ELK组成:ElasticSearch,LogStash,Kibana,Redis
ELK各组件数据流向:App(应用系统将日志写入Redis)→Redis(缓存)→LogStash(从Redis中收集日志,分析完存入ElasticSearch)→ElasticSearch(日志存储)→Kibana(从ElasticSearch获取日志进行分析,展现)
序号 | 组件名称 | 版本 | 备注 |
1 | jdk | 1.7+ | 必选 |
注:以下组件均为linux版本的
elasticSearch 1.5.0(最低支持1.4.4),
下载地址:http://tech.iflytek.com:8900/SPP/ELK/elasticsearch-1.4.4.zip
logstash (1.4.2),
下载地址:http://tech.iflytek.com:8900/SPP/ELK/logstash-1.4.2.tar.gz
redis (2.8.19),
下载地址:http://tech.iflytek.com:8900/SPP/ELK/redis-2.8.19.tar.gz
kibana (最新版本)
下载地址:http://tech.iflytek.com:8900/SPP/ELK/kibana-4.0.1-linux-x64.tar.gz
#tar -zxvf redis-2.8.19.tar.gz
#cd redis
#make
#make install
make install命令执行完成后,会在/usr/local/bin目录下生成本个可执行文件,分别是redis-server、redis-cli、redis-benchmark、redis-check-aof、redis-check-dump,它们的作用如下:
可执行文件 | 说明 |
redis-server | Redis服务器的daemon启动程序 |
redis-cli | Redis命令行操作工具。也可以用telnet根据其纯文本协议来操作 |
redis-benchmark | Redis性能测试工具,测试Redis在当前系统下的读写性能 |
redis-check-aof | 数据修复 |
redis-check-dump | 检查导出工具 |
修改配置文件:
cd /etc
vi redis.conf
修改daemonize yes 目的使进程在后台运行
启动Redis:
#cd /usr/loacl/bin
#nohup ./redis-server /etc/redis.conf &
启动后输入以下命令:ps-ef | grep redis,如果能看到以下进程则表示Redis启动成功
1.解压安装包:unzipelasticSearch-1.4.4.zip
2.修改集群名称和节点名称:vi /ELK/elasticsearch-1.4.4/config/elasticsearch.yml
文件打开后,找到: cluster.name,去掉前面的#,修改为cluster.name:youname(名字随意).
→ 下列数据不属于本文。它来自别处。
//! High-score persistence: a single `HighScore = <n>` line in a small text
//! file. Missing or malformed files read as score 0; nothing here is fatal
//! to the engines.

use std::fs;
use std::io;
use std::path::Path;

/// Default records location, relative to the working directory.
pub const RECORDS_PATH: &str = "records/records";

const MARKER: &str = "HighScore = ";

/// Read the stored high score; 0 when the file is absent or unreadable.
pub fn load_high_score(path: impl AsRef<Path>) -> i32 {
    let Ok(contents) = fs::read_to_string(path) else {
        return 0;
    };
    for line in contents.lines() {
        if line.contains(MARKER) {
            return line
                .strip_prefix(MARKER)
                .and_then(parse_leading_int)
                .unwrap_or(0);
        }
    }
    0
}

/// Overwrite the records file, creating its directory when absent.
pub fn save_high_score(path: impl AsRef<Path>, high_score: i32) -> io::Result<()> {
    let path = path.as_ref();
    if let Some(dir) = path.parent() {
        if !dir.as_os_str().is_empty() {
            fs::create_dir_all(dir)?;
        }
    }
    fs::write(path, format!("{MARKER}{high_score}"))
}

/// Leading decimal integer, ignoring trailing text.
fn parse_leading_int(s: &str) -> Option<i32> {
    let s = s.trim_start();
    let mut end = 0;
    for (i, ch) in s.char_indices() {
        if ch.is_ascii_digit() || (i == 0 && ch == '-') {
            end = i + ch.len_utf8();
        } else {
            break;
        }
    }
    s[..end].parse().ok()
}

#[cfg(test)]
mod tests {
    use super::*;
    use std::path::PathBuf;

    fn scratch(tag: &str) -> PathBuf {
        std::env::temp_dir().join(format!("brickgame_storage_{tag}_{}", std::process::id()))
    }

    #[test]
    fn missing_file_reads_as_zero() {
        assert_eq!(load_high_score(scratch("missing")), 0);
    }

    #[test]
    fn round_trip() {
        let path = scratch("roundtrip");
        for n in [0, 12, 196, 987_654] {
            save_high_score(&path, n).unwrap();
            assert_eq!(load_high_score(&path), n);
        }
        let _ = fs::remove_file(&path);
    }

    #[test]
    fn garbled_contents_read_as_zero() {
        let path = scratch("garbled");
        fs::write(&path, "not a score file\n").unwrap();
        assert_eq!(load_high_score(&path), 0);

        fs::write(&path, "HighScore = banana\n").unwrap();
        assert_eq!(load_high_score(&path), 0);
        let _ = fs::remove_file(&path);
    }

    #[test]
    fn trailing_text_after_the_number_is_ignored() {
        let path = scratch("trailing");
        fs::write(&path, "HighScore = 42 (old build)\n").unwrap();
        assert_eq!(load_high_score(&path), 42);
        let _ = fs::remove_file(&path);
    }

    #[test]
    fn creates_the_records_directory() {
        let dir = scratch("dir");
        let path = dir.join("records");
        let _ = fs::remove_dir_all(&dir);
        save_high_score(&path, 7).unwrap();
        assert_eq!(load_high_score(&path), 7);
        let _ = fs::remove_dir_all(&dir);
    }
}
//! Key mapping from terminal events to game actions.

use crossterm::event::KeyCode;

use crate::types::{InputEvent, UserAction};

/// Map a raw key to a game action. `None` (poll timeout) and unmapped keys
/// are idle ticks: they advance the simulation without user intent.
pub fn map_key(key: Option<KeyCode>) -> UserAction {
    match key {
        Some(KeyCode::Up) => UserAction::Up,
        Some(KeyCode::Down) => UserAction::Down,
        Some(KeyCode::Left) => UserAction::Left,
        Some(KeyCode::Right) => UserAction::Right,
        Some(KeyCode::Enter) => UserAction::Start,
        Some(KeyCode::Char(' ')) => UserAction::Action,
        Some(KeyCode::Char('p')) | Some(KeyCode::Char('P')) => UserAction::Pause,
        Some(KeyCode::Char('q')) | Some(KeyCode::Char('Q')) | Some(KeyCode::Esc) => {
            UserAction::Terminate
        }
        _ => UserAction::Idle,
    }
}

/// Turns a raw key stream into `(action, hold)` pairs. A key equal to the
/// previous tick's key counts as held; timeouts never do.
#[derive(Debug, Default)]
pub struct InputMapper {
    last: Option<KeyCode>,
}

impl InputMapper {
    pub fn new() -> Self {
        Self { last: None }
    }

    pub fn read(&mut self, key: Option<KeyCode>) -> InputEvent {
        let hold = key.is_some() && key == self.last;
        self.last = key;
        InputEvent {
            action: map_key(key),
            hold,
        }
    }
}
注:集群名字必须修改,因为如果不修改集群名字的话,elasticSearch会自动添加同个网段内所有的没有改名字的节点
找到node.name,修改该名称
3.修改ES跨越支持:在elasticsearch.yml末尾添加如下内容
ES跨域支持
http.json.enable:true
http.cors.allow-origin:“/.*/”
http.cors.enabled:true
4.设置ES缓存类型(防止数据量大时出现问题),在elasticsearch.yml末尾添加如下内容
index.cache.field.type: soft
说明:默认类型为resident,字面意思是常驻(居民),一直增加,直到内存耗尽。改为soft就是当内存不足的时候,先clear掉占用的,然后再往内存中放。设置为soft后,相当于设置成了相对的内存大小。 resident的话,除非内存够大。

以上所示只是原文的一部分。